//! Leaf Component Registry
//!
//! Maps the server's type tags to concrete renderable primitives and
//! their property contracts. Each leaf declares which prop keys it
//! consumes as behavioral hooks (resolved through the action table)
//! versus passthrough display props.
//!
//! The registry is fixed at construction and extensible only by
//! adding entries; registering a new tag never disturbs existing
//! resolution. An unknown tag is non-fatal: the interpreter skips the
//! offending node and keeps going with its siblings.

use std::collections::HashMap;

/// The concrete renderable primitives a surface knows how to draw.
#[derive(Clone, Copy, Debug, PartialEq, Eq, Hash)]
pub enum LeafKind {
    /// Layout container
    View,
    /// Static text (also the designated raw-text leaf)
    Text,
    /// Pressable button with a `title` prop
    Button,
    /// Image placeholder with a `source` prop
    Image,
    /// Stateful text input reporting edits by field name
    TextInput,
    /// Pressable container; its text content becomes the label
    Touchable,
}

/// A leaf's property contract.
#[derive(Clone, Debug)]
pub struct LeafSpec {
    pub kind: LeafKind,
    /// Prop keys interpreted as action references. Everything else is
    /// passed through verbatim, even if it textually matches an
    /// action name.
    pub hook_keys: &'static [&'static str],
    /// Whether this leaf writes user edits into the form state store
    pub stateful: bool,
}

impl LeafSpec {
    pub fn new(kind: LeafKind, hook_keys: &'static [&'static str], stateful: bool) -> Self {
        Self {
            kind,
            hook_keys,
            stateful,
        }
    }

    /// Whether `key` is one of this leaf's behavioral hook keys
    pub fn is_hook_key(&self, key: &str) -> bool {
        self.hook_keys.contains(&key)
    }
}

/// Registry of known leaf component types.
pub struct LeafRegistry {
    leaves: HashMap<String, LeafSpec>,
}

impl LeafRegistry {
    /// The standard component map: the tags the agent backend is
    /// prompted to emit.
    pub fn standard() -> Self {
        let mut registry = Self {
            leaves: HashMap::new(),
        };
        registry.register("View", LeafSpec::new(LeafKind::View, &[], false));
        registry.register("Text", LeafSpec::new(LeafKind::Text, &[], false));
        registry.register("Button", LeafSpec::new(LeafKind::Button, &["onPress"], false));
        registry.register("Image", LeafSpec::new(LeafKind::Image, &[], false));
        registry.register(
            "TextInput",
            LeafSpec::new(LeafKind::TextInput, &["onChangeText"], true),
        );
        registry.register(
            "TouchableOpacity",
            LeafSpec::new(LeafKind::Touchable, &["onPress"], false),
        );
        registry
    }

    /// Add (or replace) a tag. Additive: existing tags are untouched.
    pub fn register(&mut self, tag: impl Into<String>, spec: LeafSpec) {
        self.leaves.insert(tag.into(), spec);
    }

    /// Resolve a type tag. `None` means the node should be skipped.
    pub fn resolve(&self, tag: &str) -> Option<&LeafSpec> {
        self.leaves.get(tag)
    }

    /// The designated leaf for bare string content
    pub fn raw_text(&self) -> LeafSpec {
        LeafSpec::new(LeafKind::Text, &[], false)
    }
}

impl Default for LeafRegistry {
    fn default() -> Self {
        Self::standard()
    }
}

#[cfg(test)]
mod tests {
    use super::*;

    #[test]
    fn test_standard_tags_resolve() {
        let registry = LeafRegistry::standard();
        for tag in ["View", "Text", "Button", "Image", "TextInput", "TouchableOpacity"] {
            assert!(registry.resolve(tag).is_some(), "tag {tag} should resolve");
        }
    }

    #[test]
    fn test_unknown_and_empty_tags_do_not_resolve() {
        let registry = LeafRegistry::standard();
        assert!(registry.resolve("Carousel").is_none());
        assert!(registry.resolve("").is_none());
    }

    #[test]
    fn test_hook_key_contracts() {
        let registry = LeafRegistry::standard();
        let button = registry.resolve("Button").unwrap();
        assert!(button.is_hook_key("onPress"));
        assert!(!button.is_hook_key("title"));

        let input = registry.resolve("TextInput").unwrap();
        assert!(input.is_hook_key("onChangeText"));
        assert!(input.stateful);

        let text = registry.resolve("Text").unwrap();
        assert!(text.hook_keys.is_empty());
        assert!(!text.stateful);
    }

    #[test]
    fn test_registration_is_additive() {
        let mut registry = LeafRegistry::standard();
        registry.register("Card", LeafSpec::new(LeafKind::View, &[], false));
        assert_eq!(registry.resolve("Card").unwrap().kind, LeafKind::View);
        // Existing resolution unchanged
        assert_eq!(registry.resolve("Button").unwrap().kind, LeafKind::Button);
    }
}
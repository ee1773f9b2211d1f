//! Form State Store
//!
//! A single mutable mapping from field name to current string value.
//! Stateful input leaves write into it through a [`FieldSetter`]
//! handle on each change event; the session client drains it exactly
//! once per submission, immediately before building the outgoing
//! request.
//!
//! One store per session client. There is deliberately no ambient or
//! module-level instance: two screens mounted at once get two stores.

use std::collections::BTreeMap;
use std::sync::Arc;

use parking_lot::Mutex;

/// Accumulated field values for the current conversation turn.
#[derive(Clone, Default)]
pub struct FormState {
    fields: Arc<Mutex<BTreeMap<String, String>>>,
}

impl FormState {
    pub fn new() -> Self {
        Self::default()
    }

    /// Overwrite a field value; last write wins. Values are plain
    /// strings, the store performs no coercion.
    pub fn set(&self, name: &str, value: &str) {
        self.fields
            .lock()
            .insert(name.to_string(), value.to_string());
    }

    pub fn get(&self, name: &str) -> Option<String> {
        self.fields.lock().get(name).cloned()
    }

    pub fn is_empty(&self) -> bool {
        self.fields.lock().is_empty()
    }

    /// Atomically take the accumulated mapping and reset the store.
    /// A write racing with submission lands fully before or fully
    /// after the drain, never in between.
    pub fn drain_and_clear(&self) -> BTreeMap<String, String> {
        std::mem::take(&mut *self.fields.lock())
    }

    /// Discard all accumulated values
    pub fn clear(&self) {
        self.fields.lock().clear();
    }

    /// A write-only handle for leaves. Leaves never hold the store
    /// itself.
    pub fn setter(&self) -> FieldSetter {
        FieldSetter {
            fields: Arc::clone(&self.fields),
        }
    }
}

/// Write-only handle into a [`FormState`], given to stateful input
/// leaves so they can report edits.
#[derive(Clone)]
pub struct FieldSetter {
    fields: Arc<Mutex<BTreeMap<String, String>>>,
}

impl FieldSetter {
    pub fn set(&self, name: &str, value: &str) {
        self.fields
            .lock()
            .insert(name.to_string(), value.to_string());
    }
}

§

Exercise: Copy out each line in the preceding records that contains "Pressable".

Result for this exercise:
    /// Pressable button with a `title` prop
    /// Pressable container; its text content becomes the label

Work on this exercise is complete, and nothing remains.